PRINCE RUPERT, B.C. – A half dozen Pacific humpback whales broke the grey surface of the ocean Tuesday just a few nautical miles away from where proponents and critics are sparing before a federal panel that is weighing the future of the Northern Gateway oil pipeline.
It was a fairly calm day for storm season in the North Pacific, where Brian Falconer, Long-time mariner and marine operations co-ordinator for the Raincoast Conservation Foundation, said waves can swell to 26 metres high.
But the project assessment by Calgary-based Enbridge (TSX:ENB) said waves along the tanker route reach 10.2 metres.
“I’ve sailed on this coast for 35 years,” said Falconer, and that is “very, very misleading.”
“It doesn’t match anybody’s experience on the coast. Their portrayal of the weather conditions, their portrayal of duration of the fog, they don’t match,” he said as the Tsimshian Storm ferry swayed to and fro with the waves.
The company uses variously averages, mean values and other “manipulations” of weather, storm conditions and shipping traffic to paint a more favourable picture of the oil pipeline and tanker port, he said.
“They’re not lying. They’ve just chosen a way of expressing it that is meaningless in assessing risk,” Falconer told reporters who took part in the trip organized by the World Wildlife Fund Canada to show the tanker route.
A couple of times a month during the winter, the area will see waves that pummel even huge container ships.
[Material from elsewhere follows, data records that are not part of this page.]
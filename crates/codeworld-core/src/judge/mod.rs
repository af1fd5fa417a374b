//! Judge: canonical metrics, aggregation and ranking.
//!
//! The rubric is the only source of truth for ranking. Contestant scoring
//! programs run in the sandbox and may inform search, but leaderboards are
//! built from [`rubric::judge_score`] under a [`aggregate::RankingStrategy`].
//!
//! # Modules
//!
//! - [`rubric`]      — `judge_score()`, `MetricSet`, `clamp01()`
//! - [`aggregate`]   — `aggregate_judge()`, `lexicographic_aggregate()`, `RankingStrategy`
//! - [`leaderboard`] — `rank()`, `LeaderboardEntry`, `source_digest()`
//! - [`error`]       — `JudgeError` / `JudgeResult`

pub mod aggregate;
pub mod error;
pub mod leaderboard;
pub mod rubric;

pub use aggregate::{
    aggregate_judge, lexicographic_aggregate, AggregateScore, LexicographicRanking, RankingMode,
    RankingStrategy, WeightedRanking,
};
pub use error::{JudgeError, JudgeResult};
pub use leaderboard::{rank, source_digest, LeaderboardEntry, ScoredCandidate};
pub use rubric::{clamp01, judge_score, metrics_from_json, MetricSet};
Winds can gust on rare occasions to 70-some knots an hour and there is far more shipping traffic than presented when smaller and fishing vessels are included in the figures, he said.
“It’s a manipulation of statistics… the miracle of averaging,” Falconer said.
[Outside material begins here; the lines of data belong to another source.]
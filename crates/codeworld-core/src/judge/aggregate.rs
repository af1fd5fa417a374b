//! Aggregation of metric sets into rankable scores.
//!
//! Two independent total orders are offered as [`RankingStrategy`]
//! implementations:
//!
//! - [`WeightedRanking`] — convex combination with canonical weights,
//!   renormalised over the metrics actually present.
//! - [`LexicographicRanking`] — `[correctness, speed, brevity]` compared
//!   element-wise, highest priority first.

use std::cmp::Ordering;
use std::str::FromStr;

use serde::{Deserialize, Serialize};

use super::error::JudgeError;
use super::rubric::{MetricSet, BREVITY, CANONICAL_METRICS, CORRECTNESS, SPEED};

/// Canonical weights of the weighted aggregate.
pub const DEFAULT_WEIGHTS: [(&str, f64); 3] = [(CORRECTNESS, 0.7), (SPEED, 0.2), (BREVITY, 0.1)];

/// Weighted aggregate over the canonical metrics present in `metrics`.
/// Non-canonical metrics are ignored; an empty overlap yields `0.0`.
pub fn aggregate_judge(metrics: &MetricSet) -> f64 {
    let present: Vec<(f64, f64)> = DEFAULT_WEIGHTS
        .iter()
        .filter_map(|(name, w)| metrics.get(*name).map(|v| (*w, *v)))
        .collect();
    let total: f64 = present.iter().map(|(w, _)| w).sum();
    if present.is_empty() || total <= 0.0 {
        return 0.0;
    }
    present.iter().map(|(w, v)| (w / total) * v).sum()
}

/// `[correctness, speed, brevity]`, missing metrics as `0.0`.
pub fn lexicographic_aggregate(metrics: &MetricSet) -> [f64; 3] {
    CANONICAL_METRICS.map(|name| metrics.get(name).copied().unwrap_or(0.0))
}

/// A computed aggregate: a scalar or a fixed-length key.
#[derive(Debug, Clone, Copy, PartialEq, Serialize, Deserialize)]
#[serde(untagged)]
pub enum AggregateScore {
    Weighted(f64),
    Lexicographic([f64; 3]),
}

fn round_to(x: f64, places: i32) -> f64 {
    let factor = 10f64.powi(places);
    (x * factor).round() / factor
}

impl AggregateScore {
    /// The same score rounded for presentation. Ranking never uses the
    /// rounded form.
    pub fn rounded(self, places: i32) -> Self {
        match self {
            AggregateScore::Weighted(x) => AggregateScore::Weighted(round_to(x, places)),
            AggregateScore::Lexicographic(key) => {
                AggregateScore::Lexicographic(key.map(|x| round_to(x, places)))
            }
        }
    }
}

/// A total order over metric sets.
pub trait RankingStrategy: Send + Sync {
    /// Stable identifier (`weighted`, `lexicographic`).
    fn name(&self) -> &'static str;

    fn aggregate(&self, metrics: &MetricSet) -> AggregateScore;

    /// `Greater` when `a` ranks above `b`.
    fn compare(&self, a: &MetricSet, b: &MetricSet) -> Ordering;
}

#[derive(Debug, Clone, Copy, Default)]
pub struct WeightedRanking;

impl RankingStrategy for WeightedRanking {
    fn name(&self) -> &'static str {
        "weighted"
    }

    fn aggregate(&self, metrics: &MetricSet) -> AggregateScore {
        AggregateScore::Weighted(aggregate_judge(metrics))
    }

    fn compare(&self, a: &MetricSet, b: &MetricSet) -> Ordering {
        aggregate_judge(a).total_cmp(&aggregate_judge(b))
    }
}

#[derive(Debug, Clone, Copy, Default)]
pub struct LexicographicRanking;

impl RankingStrategy for LexicographicRanking {
    fn name(&self) -> &'static str {
        "lexicographic"
    }

    fn aggregate(&self, metrics: &MetricSet) -> AggregateScore {
        AggregateScore::Lexicographic(lexicographic_aggregate(metrics))
    }

    fn compare(&self, a: &MetricSet, b: &MetricSet) -> Ordering {
        let (ka, kb) = (lexicographic_aggregate(a), lexicographic_aggregate(b));
        ka.iter()
            .zip(kb.iter())
            .map(|(x, y)| x.total_cmp(y))
            .find(|o| o.is_ne())
            .unwrap_or(Ordering::Equal)
    }
}

/// Ranking mode as selected by configuration or on the command line.
#[derive(Debug, Clone, Copy, PartialEq, Eq, Default, Serialize, Deserialize)]
#[serde(rename_all = "snake_case")]
pub enum RankingMode {
    #[default]
    Weighted,
    Lexicographic,
}

impl RankingMode {
    pub fn strategy(self) -> Box<dyn RankingStrategy> {
        match self {
            RankingMode::Weighted => Box::new(WeightedRanking),
            RankingMode::Lexicographic => Box::new(LexicographicRanking),
        }
    }
}

impl FromStr for RankingMode {
    type Err = JudgeError;

    fn from_str(s: &str) -> Result<Self, Self::Err> {
        match s {
            "weighted" => Ok(RankingMode::Weighted),
            "lexicographic" | "lex" => Ok(RankingMode::Lexicographic),
            other => Err(JudgeError::UnknownMode(other.to_string())),
        }
    }
}

#[cfg(test)]
mod tests {
    use super::*;

    fn set(pairs: &[(&str, f64)]) -> MetricSet {
        pairs.iter().map(|(k, v)| (k.to_string(), *v)).collect()
    }

    #[test]
    fn test_weighted_full_set() {
        let m = set(&[("correctness", 1.0), ("speed", 0.88), ("brevity", 0.88)]);
        assert!((aggregate_judge(&m) - 0.964).abs() < 1e-9);
    }

    #[test]
    fn test_weighted_renormalises_over_present() {
        let m = set(&[("speed", 0.9), ("brevity", 0.9)]);
        assert!((aggregate_judge(&m) - 0.9).abs() < 1e-9);
        let m = set(&[("correctness", 1.0), ("speed", 0.0)]);
        assert!((aggregate_judge(&m) - 0.7 / 0.9).abs() < 1e-9);
    }

    #[test]
    fn test_weighted_empty_and_foreign_metrics() {
        assert_eq!(aggregate_judge(&MetricSet::new()), 0.0);
        assert_eq!(aggregate_judge(&set(&[("style", 1.0)])), 0.0);
    }

    #[test]
    fn test_weighted_stays_within_inputs() {
        let m = set(&[("correctness", 0.3), ("speed", 0.6), ("brevity", 0.5)]);
        let agg = aggregate_judge(&m);
        assert!((0.3..=0.6).contains(&agg));
    }

    #[test]
    fn test_lexicographic_key_fills_missing() {
        assert_eq!(
            lexicographic_aggregate(&set(&[("speed", 0.4)])),
            [0.0, 0.4, 0.0]
        );
    }

    #[test]
    fn test_lexicographic_ignores_later_positions_once_decided() {
        let a = set(&[("correctness", 1.0), ("speed", 0.9), ("brevity", 0.5)]);
        let b = set(&[("correctness", 1.0), ("speed", 0.8), ("brevity", 0.9)]);
        assert_eq!(LexicographicRanking.compare(&a, &b), Ordering::Greater);
        assert_eq!(LexicographicRanking.compare(&b, &a), Ordering::Less);
        assert_eq!(LexicographicRanking.compare(&a, &a), Ordering::Equal);
    }

    #[test]
    fn test_strategies_can_disagree() {
        let a = set(&[("correctness", 1.0), ("speed", 0.0), ("brevity", 0.0)]);
        let b = set(&[("correctness", 0.9), ("speed", 1.0), ("brevity", 1.0)]);
        assert_eq!(WeightedRanking.compare(&a, &b), Ordering::Less);
        assert_eq!(LexicographicRanking.compare(&a, &b), Ordering::Greater);
    }

    #[test]
    fn test_mode_parsing_and_serde() {
        assert_eq!("weighted".parse::<RankingMode>().unwrap(), RankingMode::Weighted);
        assert_eq!(
            "lexicographic".parse::<RankingMode>().unwrap(),
            RankingMode::Lexicographic
        );
        assert!("best".parse::<RankingMode>().is_err());
        assert_eq!(
            serde_json::to_string(&RankingMode::Lexicographic).unwrap(),
            "\"lexicographic\""
        );
        assert_eq!(RankingMode::default().strategy().name(), "weighted");
    }

    #[test]
    fn test_aggregate_score_serializes_untagged() {
        let s = serde_json::to_value(AggregateScore::Weighted(0.5)).unwrap();
        assert_eq!(s, serde_json::json!(0.5));
        let s = serde_json::to_value(AggregateScore::Lexicographic([1.0, 0.5, 0.0])).unwrap();
        assert_eq!(s, serde_json::json!([1.0, 0.5, 0.0]));
        assert_eq!(
            AggregateScore::Weighted(0.96449).rounded(3),
            AggregateScore::Weighted(0.964)
        );
    }
}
Todd Nogier, a spokesman for Northern Gateway, said company experts will be questioned under oath about the data used in the assessment later in the hearings, and expect to fully explain their choices.
He said the statistics used by Enbridge represent the average, and not the most extreme events.
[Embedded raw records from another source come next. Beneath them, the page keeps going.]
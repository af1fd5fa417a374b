//! Wire protocol between the orchestrator and runner processes.
//!
//! A runner reads exactly one JSON object from stdin and writes exactly one
//! JSON line to stdout:
//!
//! ```text
//! strategy-runner  stdin  {"context": {...}}
//!                  stdout {"result": <json>, "loc": <int>}
//!                       | {"error": "<stage>_failed: <message>"}
//!                       | {"error": "invalid_payload: <message>"}
//! scoring-runner   stdin  {"task": ..., "context": {...}, "outputs": {...}, "timings": {...}}
//!                  stdout {"<metric>": <float>, ...} | {"error": "..."}
//! ```
//!
//! Exit status is 0 on success, 1 on a stage failure and 2 when the payload
//! (or the command line) is unusable.

use serde::{Deserialize, Serialize};
use serde_json::{json, Map, Value as Json};

use super::error::{SandboxError, SandboxResult, Stage};

/// Longest message, in bytes, that crosses the process boundary.
pub const MAX_MESSAGE_BYTES: usize = 512;

pub const EXIT_OK: i32 = 0;
pub const EXIT_FAILED: i32 = 1;
pub const EXIT_USAGE: i32 = 2;

/// Outcome of one runner invocation.
#[derive(Debug, Clone, PartialEq, Serialize, Deserialize)]
#[serde(tag = "status", rename_all = "snake_case")]
pub enum ExecutionResult {
    Success { value: Json, loc: usize },
    Failure { stage: Stage, message: String },
}

impl ExecutionResult {
    pub fn failure(stage: Stage, message: impl AsRef<str>) -> Self {
        ExecutionResult::Failure {
            stage,
            message: truncate_message(message.as_ref()),
        }
    }

    pub fn is_success(&self) -> bool {
        matches!(self, ExecutionResult::Success { .. })
    }

    /// Map a sandbox error onto a failure, if it belongs to a runner stage.
    pub fn from_error(err: &SandboxError) -> Option<Self> {
        err.stage().map(|stage| Self::failure(stage, err.to_string()))
    }
}

/// Which runner speaks on the wire. The two differ only in how results and
/// invocation failures are spelled.
#[derive(Debug, Clone, Copy, PartialEq, Eq, Serialize, Deserialize)]
#[serde(rename_all = "snake_case")]
pub enum RunnerKind {
    Strategy,
    Scoring,
}

impl RunnerKind {
    pub fn binary_name(self) -> &'static str {
        match self {
            RunnerKind::Strategy => "strategy-runner",
            RunnerKind::Scoring => "scoring-runner",
        }
    }

    pub fn error_prefix(self, stage: Stage) -> &'static str {
        match (self, stage) {
            (RunnerKind::Scoring, Stage::Invocation) => "scoring_failed",
            (_, Stage::Validation) => "validation_failed",
            (_, Stage::Load) => "load_failed",
            (_, Stage::Invocation) => "invocation_failed",
            (_, Stage::Encoding) => "encoding_failed",
        }
    }

    fn stage_for_prefix(self, prefix: &str) -> Option<Stage> {
        [Stage::Validation, Stage::Load, Stage::Invocation, Stage::Encoding]
            .into_iter()
            .find(|s| self.error_prefix(*s) == prefix)
    }

    /// Render a result as the single stdout line (without newline) and the
    /// exit status that goes with it.
    pub fn encode(self, result: &ExecutionResult) -> (String, i32) {
        match result {
            ExecutionResult::Success { value, loc } => {
                let doc = match self {
                    RunnerKind::Strategy => json!({ "result": value, "loc": loc }),
                    RunnerKind::Scoring => value.clone(),
                };
                (doc.to_string(), EXIT_OK)
            }
            ExecutionResult::Failure { stage, message } => (
                error_line(&format!("{}: {}", self.error_prefix(*stage), message)),
                EXIT_FAILED,
            ),
        }
    }

    /// Decode a runner's stdout line given its exit status.
    pub fn decode(self, line: &str, exit_code: i32) -> SandboxResult<ExecutionResult> {
        let doc: Json = serde_json::from_str(line.trim()).map_err(|e| {
            SandboxError::Protocol(format!("unparseable output line: {e}"))
        })?;
        let Json::Object(obj) = doc else {
            return Err(SandboxError::Protocol("output is not a JSON object".into()));
        };

        if let Some(Json::String(error)) = obj.get("error") {
            if exit_code == EXIT_USAGE {
                let msg = error.strip_prefix("invalid_payload: ").unwrap_or(error);
                return Err(SandboxError::PayloadInvalid(msg.to_string()));
            }
            let (prefix, message) = error.split_once(": ").unwrap_or((error.as_str(), ""));
            let stage = self.stage_for_prefix(prefix).ok_or_else(|| {
                SandboxError::Protocol(format!("unknown error prefix `{prefix}`"))
            })?;
            return Ok(ExecutionResult::failure(stage, message));
        }

        if exit_code != EXIT_OK {
            return Err(SandboxError::Protocol(format!(
                "exit status {exit_code} without an error line"
            )));
        }

        match self {
            RunnerKind::Strategy => {
                let value = obj.get("result").cloned().unwrap_or(Json::Null);
                let loc = obj
                    .get("loc")
                    .and_then(Json::as_u64)
                    .ok_or_else(|| SandboxError::Protocol("missing integer `loc`".into()))?;
                Ok(ExecutionResult::Success {
                    value,
                    loc: loc as usize,
                })
            }
            RunnerKind::Scoring => Ok(ExecutionResult::Success {
                value: Json::Object(obj),
                loc: 0,
            }),
        }
    }
}

/// `{"error": message}` as a single line.
pub fn error_line(message: &str) -> String {
    json!({ "error": message }).to_string()
}

/// Line written when the payload cannot be used.
pub fn invalid_payload_line(message: &str) -> String {
    error_line(&format!("invalid_payload: {}", truncate_message(message)))
}

// ---------------------------------------------------------------------------
// Payloads
// ---------------------------------------------------------------------------

/// stdin document for the strategy runner.
#[derive(Debug, Clone, PartialEq, Serialize, Deserialize)]
pub struct StrategyPayload {
    #[serde(default)]
    pub context: Json,
}

/// stdin document for the scoring runner.
#[derive(Debug, Clone, PartialEq, Serialize, Deserialize)]
pub struct ScoringPayload {
    #[serde(default)]
    pub task: Json,
    #[serde(default)]
    pub context: Json,
    #[serde(default)]
    pub outputs: Json,
    #[serde(default)]
    pub timings: Json,
}

fn object_or_empty(value: Json) -> Json {
    match value {
        Json::Null => Json::Object(Map::new()),
        other => other,
    }
}

fn parse_object(text: &str) -> SandboxResult<Json> {
    let doc: Json =
        serde_json::from_str(text).map_err(|e| SandboxError::PayloadInvalid(e.to_string()))?;
    if !doc.is_object() {
        return Err(SandboxError::PayloadInvalid(
            "payload must be a JSON object".into(),
        ));
    }
    Ok(doc)
}

impl StrategyPayload {
    /// Parse stdin text. A missing or null `context` becomes `{}`.
    pub fn parse(text: &str) -> SandboxResult<Self> {
        let mut payload: Self = serde_json::from_value(parse_object(text)?)
            .map_err(|e| SandboxError::PayloadInvalid(e.to_string()))?;
        payload.context = object_or_empty(payload.context);
        Ok(payload)
    }
}

impl ScoringPayload {
    /// Parse stdin text. Missing `context`, `outputs` and `timings` become
    /// `{}`; a missing `task` stays null.
    pub fn parse(text: &str) -> SandboxResult<Self> {
        let mut payload: Self = serde_json::from_value(parse_object(text)?)
            .map_err(|e| SandboxError::PayloadInvalid(e.to_string()))?;
        payload.context = object_or_empty(payload.context);
        payload.outputs = object_or_empty(payload.outputs);
        payload.timings = object_or_empty(payload.timings);
        Ok(payload)
    }
}

/// The argument passed to a strategy's entry function: `context.input` if
/// the key is present, else `context.xs` if present, else the whole context.
pub fn resolve_argument(context: &Json) -> Json {
    if let Json::Object(map) = context {
        for key in ["input", "xs"] {
            if let Some(v) = map.get(key) {
                return v.clone();
            }
        }
    }
    context.clone()
}

/// Number of source lines, as reported in `loc`.
pub fn count_lines(source: &str) -> usize {
    source.lines().count()
}

/// Cut `message` to at most [`MAX_MESSAGE_BYTES`] bytes on a char boundary.
pub fn truncate_message(message: &str) -> String {
    if message.len() <= MAX_MESSAGE_BYTES {
        return message.to_string();
    }
    let mut end = MAX_MESSAGE_BYTES;
    while !message.is_char_boundary(end) {
        end -= 1;
    }
    message[..end].to_string()
}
Ship pilots normally monitor closely all forecasts and weather information, and act accordingly, he said.
“They would adjust their scheduling and their route to avoid these extreme weather events,” Nogier said.
The supertankers that will carry oil from the proposed port in Kitimat only need to have one major spill in 30 years in order to cause irreparable harm to the coast from Alaska to Vancouver Island, say conservation groups.
In the hearing room, a panel of company experts testified under oath for a second day about the environmental and socio-economic assessment of the marine component of the project.
Maria Morellato, a lawyer for Coastal First Nations, asked about the possible risks to local fisheries, suggesting the company is basing its assessment on incomplete information.
Jeff Green, who is responsible for the environmental assessment for the pipeline, said that in some cases traditional and cultural resource use information was not provided to the company.
“As more information comes forward from any of the coastal First Nations, that information will be welcomed and it will be used,” Green said, opening the door for consultation that so far many aboriginal groups have declined.
“If you’ve reached a conclusion, is there any point in providing that information?” Morellato responded.
“Absolutely,” Green said, adding that the end of the panel process will not be the end of the environmental assessment process for the project.
The province of British Columbia will not be questioning the current panel, but is scheduled to return to the hearings in February to question a panel on marine emergency preparedness and response.
The panel will hear testimony on the tanker port and shipping assessments of the project until Monday, and return to Prince Rupert for 10 more weeks of hearings in the new year.
Earlier, lawyers for Ecojustice, which represents a coalition of conservation groups including Raincoast, asked company experts about the risks to marine mammals, including endangered humpback and killer whales.
It’s not just a major spill that poses a risk, said Darcy Dobell, vice-president of Pacific region World Wildlife Fund Canada. Tanker strikes, noise pollution and displacement from feeding grounds pose a routine risk, she said.